=== Exercise prompt ===
Quote the entries below from the line with "fn name_extension() ->" through the line with "pub fn plan(&mut", both ends included, and only those lines.

[Stored items]
▶

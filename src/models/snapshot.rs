// src/models/snapshot.rs

//! The aggregated snapshot shared with the viewer, export and download layers.

use chrono::{DateTime, Utc};
use serde::de::DeserializeOwned;
use serde::{Deserialize, Deserializer, Serialize};
use serde_json::Value;

use crate::error::{AppError, Result};
use crate::models::{ItemRecord, ItemType};

/// Everything collected so far, persisted as one value.
#[derive(Debug, Clone, Default, PartialEq, Serialize, Deserialize)]
#[serde(rename_all = "camelCase")]
pub struct AggregatedSnapshot {
    #[serde(default, deserialize_with = "lenient_vec")]
    pub announcements: Vec<ItemRecord>,

    #[serde(default, deserialize_with = "lenient_vec")]
    pub assignments: Vec<ItemRecord>,

    #[serde(default, deserialize_with = "lenient_vec")]
    pub others: Vec<ItemRecord>,

    /// Course names in first-seen order, without repeats
    #[serde(default, deserialize_with = "lenient_vec")]
    pub courses: Vec<String>,

    #[serde(default, deserialize_with = "lenient_timestamp")]
    pub last_updated: Option<DateTime<Utc>>,
}

impl AggregatedSnapshot {
    /// The cleared state: no records, no courses, no timestamp.
    pub fn empty() -> Self {
        Self::default()
    }

    /// Decode a stored value.
    ///
    /// Anything other than a JSON object (or `null`, read as empty) is
    /// unreadable. Inside an object, malformed parts are dropped; a stored
    /// record is kept whole as long as it is an object.
    pub fn from_value(value: Value) -> Result<Self> {
        match value {
            Value::Null => Ok(Self::empty()),
            Value::Object(_) => serde_json::from_value(value)
                .map_err(|e| AppError::SnapshotUnreadable(e.to_string())),
            other => Err(AppError::SnapshotUnreadable(format!(
                "expected an object, found {}",
                json_kind(&other)
            ))),
        }
    }

    pub fn to_value(&self) -> Result<Value> {
        Ok(serde_json::to_value(self)?)
    }

    /// The three record collections with the type each one implies.
    pub fn collections(&self) -> [(ItemType, &[ItemRecord]); 3] {
        [
            (ItemType::Announcement, self.announcements.as_slice()),
            (ItemType::Assignment, self.assignments.as_slice()),
            (ItemType::Other, self.others.as_slice()),
        ]
    }

    pub fn record_count(&self) -> usize {
        self.announcements.len() + self.assignments.len() + self.others.len()
    }

    pub fn is_empty(&self) -> bool {
        self.record_count() == 0 && self.courses.is_empty()
    }

    /// A copy restricted to one course; `None` keeps everything.
    pub fn filter_by_course(&self, course: Option<&str>) -> Self {
        let Some(course) = course else {
            return self.clone();
        };
        let keep = |records: &[ItemRecord]| -> Vec<ItemRecord> {
            records
                .iter()
                .filter(|r| r.course == course)
                .cloned()
                .collect()
        };
        Self {
            announcements: keep(&self.announcements),
            assignments: keep(&self.assignments),
            others: keep(&self.others),
            courses: self
                .courses
                .iter()
                .filter(|c| c.as_str() == course)
                .cloned()
                .collect(),
            last_updated: self.last_updated,
        }
    }
}

fn json_kind(value: &Value) -> &'static str {
    match value {
        Value::Null => "null",
        Value::Bool(_) => "a boolean",
        Value::Number(_) => "a number",
        Value::String(_) => "a string",
        Value::Array(_) => "an array",
        Value::Object(_) => "an object",
    }
}

/// Reads an array, skipping elements that do not decode; anything else is empty.
fn lenient_vec<'de, D, T>(deserializer: D) -> std::result::Result<Vec<T>, D::Error>
where
    D: Deserializer<'de>,
    T: DeserializeOwned,
{
    let value = Value::deserialize(deserializer)?;
    Ok(match value {
        Value::Array(items) => items
            .into_iter()
            .filter_map(|item| serde_json::from_value(item).ok())
            .collect(),
        _ => Vec::new(),
    })
}

fn lenient_timestamp<'de, D>(deserializer: D) -> std::result::Result<Option<DateTime<Utc>>, D::Error>
where
    D: Deserializer<'de>,
{
    let value = Value::deserialize(deserializer)?;
    Ok(match value {
        Value::String(s) => DateTime::parse_from_rfc3339(&s)
            .ok()
            .map(|dt| dt.with_timezone(&Utc)),
        _ => None,
    })
}
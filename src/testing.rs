// src/testing.rs

//! Scripted browsing context for tests.

use std::collections::{HashMap, HashSet};
use std::sync::Mutex;
use std::sync::atomic::{AtomicU64, Ordering};

use async_trait::async_trait;
use scraper::Html;
use tokio::sync::broadcast;

use crate::error::{AppError, Result};
use crate::services::navigator::{BrowsingContext, LoadEvent, NavigationId};
use crate::utils::parse_selector;

/// A site made of fixed pages.
///
/// Clicking swaps the document in place (the URL stays), the way the portal
/// opens item details inside the course page.
pub(crate) struct FakeSite {
    pages: HashMap<String, String>,
    clicks: HashMap<String, String>,
    /// Per URL, which visits (1-based) fail
    failing_visits: HashMap<String, HashSet<usize>>,
    state: Mutex<SiteState>,
    loads: broadcast::Sender<LoadEvent>,
    next_navigation: AtomicU64,
}

struct SiteState {
    url: String,
    source: String,
    visits: HashMap<String, usize>,
    history: Vec<String>,
    clicked: Vec<String>,
}

impl FakeSite {
    /// A site showing `start_url`, whose page contains `<div id="home">`.
    pub fn new(start_url: &str) -> Self {
        let home = r#"<div id="home"></div>"#.to_string();
        Self {
            pages: HashMap::from([(start_url.to_string(), home.clone())]),
            clicks: HashMap::new(),
            failing_visits: HashMap::new(),
            state: Mutex::new(SiteState {
                url: start_url.to_string(),
                source: home,
                visits: HashMap::new(),
                history: Vec::new(),
                clicked: Vec::new(),
            }),
            loads: broadcast::channel(16).0,
            next_navigation: AtomicU64::new(1),
        }
    }

    /// Serve `html` at `url`; the start page can be replaced this way too.
    pub fn page(mut self, url: &str, html: &str) -> Self {
        self.pages.insert(url.to_string(), html.to_string());
        let state = self.state.get_mut().unwrap();
        if state.url == url {
            state.source = html.to_string();
        }
        self
    }

    /// Show `html` after a click on `selector`.
    pub fn on_click(mut self, selector: &str, html: &str) -> Self {
        self.clicks.insert(selector.to_string(), html.to_string());
        self
    }

    /// Make the `visit`-th navigation to `url` fail.
    pub fn fail_visit(mut self, url: &str, visit: usize) -> Self {
        self.failing_visits
            .entry(url.to_string())
            .or_default()
            .insert(visit);
        self
    }

    /// Every navigation started, in order.
    pub fn history(&self) -> Vec<String> {
        self.state.lock().unwrap().history.clone()
    }

    /// Every successful click, in order.
    pub fn clicked(&self) -> Vec<String> {
        self.state.lock().unwrap().clicked.clone()
    }

    pub fn url(&self) -> String {
        self.state.lock().unwrap().url.clone()
    }
}

#[async_trait]
impl BrowsingContext for FakeSite {
    async fn current_url(&self) -> Result<String> {
        Ok(self.url())
    }

    fn subscribe_loads(&self) -> broadcast::Receiver<LoadEvent> {
        self.loads.subscribe()
    }

    async fn start_navigation(&self, url: &str) -> Result<NavigationId> {
        let id = self.next_navigation.fetch_add(1, Ordering::Relaxed);
        let event = {
            let mut state = self.state.lock().unwrap();
            state.history.push(url.to_string());
            let visit = {
                let count = state.visits.entry(url.to_string()).or_insert(0);
                *count += 1;
                *count
            };
            let broken = self
                .failing_visits
                .get(url)
                .is_some_and(|visits| visits.contains(&visit));

            match self.pages.get(url) {
                Some(html) if !broken => {
                    state.url = url.to_string();
                    state.source = html.clone();
                    LoadEvent::Complete {
                        id,
                        url: url.to_string(),
                    }
                }
                _ => LoadEvent::Failed {
                    id,
                    message: format!("404 for {url}"),
                },
            }
        };
        let _ = self.loads.send(event);
        Ok(id)
    }

    async fn page_source(&self) -> Result<String> {
        Ok(self.state.lock().unwrap().source.clone())
    }

    async fn query_present(&self, selector: &str) -> Result<bool> {
        let selector = parse_selector(selector)?;
        let source = self.state.lock().unwrap().source.clone();
        let document = Html::parse_document(&source);
        Ok(document.select(&selector).next().is_some())
    }

    async fn click(&self, selector: &str) -> Result<bool> {
        if !self.query_present(selector).await? {
            return Ok(false);
        }
        let Some(html) = self.clicks.get(selector) else {
            return Err(AppError::navigation(self.url(), "click handler failed"));
        };
        let mut state = self.state.lock().unwrap();
        state.source = html.clone();
        state.clicked.push(selector.to_string());
        Ok(true)
    }
}
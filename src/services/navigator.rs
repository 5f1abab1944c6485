// src/services/navigator.rs

//! Navigator over a single controlled browsing context.
//!
//! The context is driven by one caller at a time: load a page and wait for
//! it, poll until an element shows up, read the page, click something.

use std::sync::Arc;
use std::time::Duration;

use async_trait::async_trait;
use tokio::sync::broadcast::{self, error::RecvError};
use tokio::time::Instant;
use url::Url;

use crate::error::{AppError, Result};
use crate::models::NavigationConfig;
use crate::services::reader::Page;

/// Identifies one navigation started on a context.
pub type NavigationId = u64;

/// Emitted by a context when a navigation settles.
#[derive(Debug, Clone, PartialEq, Eq)]
pub enum LoadEvent {
    Complete { id: NavigationId, url: String },
    Failed { id: NavigationId, message: String },
}

impl LoadEvent {
    pub fn id(&self) -> NavigationId {
        match self {
            LoadEvent::Complete { id, .. } | LoadEvent::Failed { id, .. } => *id,
        }
    }
}

/// Primitive operations of a browsing context.
#[async_trait]
pub trait BrowsingContext: Send + Sync {
    /// URL of the page currently shown.
    async fn current_url(&self) -> Result<String>;

    /// Receive a [`LoadEvent`] for every navigation settling from now on.
    fn subscribe_loads(&self) -> broadcast::Receiver<LoadEvent>;

    /// Begin loading `url`; completion is reported as a [`LoadEvent`].
    async fn start_navigation(&self, url: &str) -> Result<NavigationId>;

    /// Markup of the page currently shown.
    async fn page_source(&self) -> Result<String>;

    /// Whether `selector` matches anything on the current page.
    async fn query_present(&self, selector: &str) -> Result<bool>;

    /// Click the first element matching `selector`.
    ///
    /// Returns `false` when nothing clickable matched.
    async fn click(&self, selector: &str) -> Result<bool>;
}

/// Waits and page access on top of a [`BrowsingContext`].
#[derive(Clone)]
pub struct Navigator {
    context: Arc<dyn BrowsingContext>,
    wait_timeout: Duration,
    poll_interval: Duration,
}

impl Navigator {
    pub fn new(context: Arc<dyn BrowsingContext>, config: &NavigationConfig) -> Self {
        Self {
            context,
            wait_timeout: config.wait_timeout(),
            poll_interval: config.poll_interval(),
        }
    }

    pub async fn current_url(&self) -> Result<String> {
        self.context.current_url().await
    }

    /// Go to `url` and wait until the context reports the load complete.
    ///
    /// No timeout: a stalled load blocks the caller.
    pub async fn load_and_await_complete(&self, url: &str) -> Result<()> {
        // Subscribe first so the completion cannot slip past us.
        let mut loads = self.context.subscribe_loads();
        let navigation = self.context.start_navigation(url).await?;

        loop {
            match loads.recv().await {
                Ok(LoadEvent::Complete { id, url: landed }) if id == navigation => {
                    log::debug!("Loaded {}", landed);
                    return Ok(());
                }
                Ok(LoadEvent::Failed { id, message }) if id == navigation => {
                    return Err(AppError::navigation(url, message));
                }
                Ok(_) => continue,
                Err(RecvError::Lagged(skipped)) => {
                    log::debug!("Load listener skipped {} events", skipped);
                }
                Err(RecvError::Closed) => {
                    return Err(AppError::navigation(url, "browsing context closed"));
                }
            }
        }
    }

    /// Poll for `selector` with the configured timeout.
    pub async fn await_element_present(&self, selector: &str) -> bool {
        self.await_element_present_within(selector, self.wait_timeout)
            .await
    }

    /// Poll for `selector` until it matches or `timeout` elapses.
    ///
    /// Failed checks count as "not there yet".
    pub async fn await_element_present_within(&self, selector: &str, timeout: Duration) -> bool {
        let started = Instant::now();
        loop {
            match self.context.query_present(selector).await {
                Ok(true) => return true,
                Ok(false) => {}
                Err(e) => log::debug!("Presence check for {} failed: {}", selector, e),
            }
            if started.elapsed() >= timeout {
                return false;
            }
            tokio::time::sleep(self.poll_interval).await;
        }
    }

    /// Apply a pure extraction to the current page.
    pub async fn run_in_page<T, F>(&self, extract: F) -> Result<T>
    where
        F: FnOnce(&Page) -> T,
    {
        let source = self.context.page_source().await?;
        let url = self
            .context
            .current_url()
            .await
            .ok()
            .and_then(|u| Url::parse(&u).ok());
        let page = Page::parse(&source, url);
        Ok(extract(&page))
    }

    /// Click the first element matching `selector`.
    pub async fn click(&self, selector: &str) -> Result<bool> {
        self.context.click(selector).await
    }
}
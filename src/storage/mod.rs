//! Key-value persistence shared by the engine and its viewers.
//!
//! Writers replace whole values; every write is published to subscribers
//! as a [`StorageChange`], which is how passive readers follow a run live.
//!
//! ## Keys
//!
//! ```text
//! aggregatedData   # AggregatedSnapshot
//! status           # RunStatus
//! logs             # [LogEntry], newest last, bounded
//! ```

pub mod local;
pub mod memory;

use std::collections::HashMap;

use async_trait::async_trait;
use serde_json::Value;
use tokio::sync::broadcast;

use crate::error::{AppError, Result};
use crate::models::{AggregatedSnapshot, RunStatus};

// Re-export for convenience
pub use local::LocalStorage;
pub use memory::MemoryStorage;

/// Key of the aggregated snapshot.
pub const AGGREGATED_DATA: &str = "aggregatedData";
/// Key of the current run status.
pub const STATUS: &str = "status";
/// Key of the event log.
pub const LOGS: &str = "logs";

/// Capacity of the change notification channel.
const CHANGE_CHANNEL_CAPACITY: usize = 256;

/// A value replaced in the store.
#[derive(Debug, Clone, PartialEq)]
pub struct StorageChange {
    pub key: String,
    pub old_value: Option<Value>,
    pub new_value: Option<Value>,
}

/// Trait for key-value storage backends.
#[async_trait]
pub trait KeyValueStore: Send + Sync {
    /// Read several keys at once. Missing keys are absent from the map.
    async fn get(&self, keys: &[&str]) -> Result<HashMap<String, Value>>;

    /// Write several keys at once.
    async fn set(&self, entries: HashMap<String, Value>) -> Result<()>;

    /// Receive a [`StorageChange`] for every key written from now on.
    fn subscribe(&self) -> broadcast::Receiver<StorageChange>;
}

fn change_channel() -> broadcast::Sender<StorageChange> {
    broadcast::channel(CHANGE_CHANNEL_CAPACITY).0
}

/// Keys become file names, so keep them to a safe alphabet.
fn validate_key(key: &str) -> Result<()> {
    let valid = !key.is_empty()
        && key
            .chars()
            .all(|c| c.is_ascii_alphanumeric() || c == '_' || c == '-');
    if valid {
        Ok(())
    } else {
        Err(AppError::storage(format!("invalid key: {key:?}")))
    }
}

/// Read a single key.
pub async fn get_one(store: &dyn KeyValueStore, key: &str) -> Result<Option<Value>> {
    Ok(store.get(&[key]).await?.remove(key))
}

/// Write a single key.
pub async fn set_one(store: &dyn KeyValueStore, key: &str, value: Value) -> Result<()> {
    store.set(HashMap::from([(key.to_string(), value)])).await
}

/// Load the stored snapshot, or an empty one if nothing was stored yet.
pub async fn load_snapshot(store: &dyn KeyValueStore) -> Result<AggregatedSnapshot> {
    match get_one(store, AGGREGATED_DATA).await? {
        Some(value) => AggregatedSnapshot::from_value(value),
        None => Ok(AggregatedSnapshot::empty()),
    }
}

/// Replace the stored snapshot.
pub async fn save_snapshot(store: &dyn KeyValueStore, snapshot: &AggregatedSnapshot) -> Result<()> {
    set_one(store, AGGREGATED_DATA, snapshot.to_value()?).await
}

/// Load the status cell, defaulting to idle.
pub async fn load_status(store: &dyn KeyValueStore) -> Result<RunStatus> {
    match get_one(store, STATUS).await? {
        Some(value) => Ok(serde_json::from_value(value)?),
        None => Ok(RunStatus::default()),
    }
}
// src/pipeline/attachments.rs

//! Assignment attachment listing and download.
//!
//! Files are laid out as `<course>/<assignment>/<file>`; clashing names get
//! a `(n)` counter before the extension.

use std::collections::{HashMap, HashSet};
use std::path::{Path, PathBuf};
use std::sync::OnceLock;

use regex::Regex;
use serde::Serialize;
use tokio::fs;
use url::Url;

use crate::error::Result;
use crate::models::AggregatedSnapshot;
use crate::utils::sanitize_path_part;

/// An attachment together with the assignment it belongs to.
#[derive(Debug, Clone, PartialEq, Eq, Serialize)]
#[serde(rename_all = "camelCase")]
pub struct DownloadableAttachment {
    pub course: String,
    pub assignment_title: String,
    pub due_date: Option<String>,
    pub text: String,
    pub url: String,
}

/// Outcome of a download batch.
#[derive(Debug, Default, Clone, PartialEq, Eq)]
pub struct DownloadSummary {
    pub succeeded: usize,
    pub failed: usize,
}

/// Attachments of stored assignments, optionally for one course.
///
/// Entries without a URL are skipped; each URL is listed once.
pub fn collect_attachments(
    snapshot: &AggregatedSnapshot,
    course: Option<&str>,
) -> Vec<DownloadableAttachment> {
    let mut seen = HashSet::new();
    let mut found = Vec::new();

    for assignment in snapshot
        .assignments
        .iter()
        .filter(|a| course.is_none_or(|c| a.course == c))
    {
        for attachment in assignment.attachments.iter().flatten() {
            if attachment.url.is_empty() || !seen.insert(attachment.url.clone()) {
                continue;
            }
            found.push(DownloadableAttachment {
                course: assignment.course.clone(),
                assignment_title: assignment.title.clone(),
                due_date: assignment.due_date.clone(),
                text: attachment.text.clone(),
                url: attachment.url.clone(),
            });
        }
    }
    found
}

fn url_extension() -> &'static Regex {
    static PATTERN: OnceLock<Regex> = OnceLock::new();
    PATTERN.get_or_init(|| Regex::new(r"\.([^./\\]+)$").expect("static pattern"))
}

fn name_extension() -> &'static Regex {
    static PATTERN: OnceLock<Regex> = OnceLock::new();
    PATTERN.get_or_init(|| Regex::new(r"\.[A-Za-z0-9]{1,6}$").expect("static pattern"))
}

/// Assigns relative download paths, numbering repeats.
#[derive(Debug, Default)]
pub struct FilenamePlanner {
    counts: HashMap<String, usize>,
}

impl FilenamePlanner {
    pub fn new() -> Self {
        Self::default()
    }

    /// Relative path for the `index`-th attachment of a batch.
    pub fn plan(&mut self, attachment: &DownloadableAttachment, index: usize) -> PathBuf {
        let course = sanitize_path_part(&attachment.course, "course");
        let assignment = sanitize_path_part(&attachment.assignment_title, "assignment");
        let default_name = format!("attachment_{}", index + 1);
        let raw_name = sanitize_path_part(&attachment.text, &default_name);

        let extension = Url::parse(&attachment.url)
            .ok()
            .and_then(|url| {
                url_extension()
                    .captures(url.path())
                    .map(|caps| format!(".{}", &caps[1]))
            })
            .unwrap_or_default();

        let mut file_name = if name_extension().is_match(&raw_name) {
            raw_name
        } else {
            format!("{raw_name}{extension}")
        };

        let key = format!("{course}|{assignment}|{file_name}");
        let count = self.counts.entry(key).or_insert(0);
        if *count > 0 {
            let suffix = format!("({})", *count + 1);
            file_name = match file_name.rfind('.') {
                Some(dot) if dot > 0 => {
                    format!("{}{}{}", &file_name[..dot], suffix, &file_name[dot..])
                }
                _ => format!("{file_name}{suffix}"),
            };
        }
        *count += 1;

        [course, assignment, file_name].iter().collect()
    }
}

/// Download every attachment into `target_dir`, one after another.
///
/// A failed file is logged and counted; the batch carries on.
pub async fn download_all(
    client: &reqwest::Client,
    attachments: &[DownloadableAttachment],
    target_dir: &Path,
) -> DownloadSummary {
    let mut planner = FilenamePlanner::new();
    let mut summary = DownloadSummary::default();

    for (index, attachment) in attachments.iter().enumerate() {
        let path = target_dir.join(planner.plan(attachment, index));
        match download_one(client, &attachment.url, &path).await {
            Ok(bytes) => {
                summary.succeeded += 1;
                log::info!("Downloaded {} ({} bytes)", path.display(), bytes);
            }
            Err(e) => {
                summary.failed += 1;
                log::warn!("Failed to download {}: {}", attachment.url, e);
            }
        }
    }
    summary
}

async fn download_one(client: &reqwest::Client, url: &str, path: &Path) -> Result<usize> {
    let bytes = client
        .get(url)
        .send()
        .await?
        .error_for_status()?
        .bytes()
        .await?;
    if let Some(parent) = path.parent() {
        fs::create_dir_all(parent).await?;
    }
    fs::write(path, &bytes).await?;
    Ok(bytes.len())
}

◀

=== Result of the task ===
fn name_extension() -> &'static Regex {
    static PATTERN: OnceLock<Regex> = OnceLock::new();
    PATTERN.get_or_init(|| Regex::new(r"\.[A-Za-z0-9]{1,6}$").expect("static pattern"))
}

/// Assigns relative download paths, numbering repeats.
#[derive(Debug, Default)]
pub struct FilenamePlanner {
    counts: HashMap<String, usize>,
}

impl FilenamePlanner {
    pub fn new() -> Self {
        Self::default()
    }

    /// Relative path for the `index`-th attachment of a batch.
    pub fn plan(&mut self, attachment: &DownloadableAttachment, index: usize) -> PathBuf {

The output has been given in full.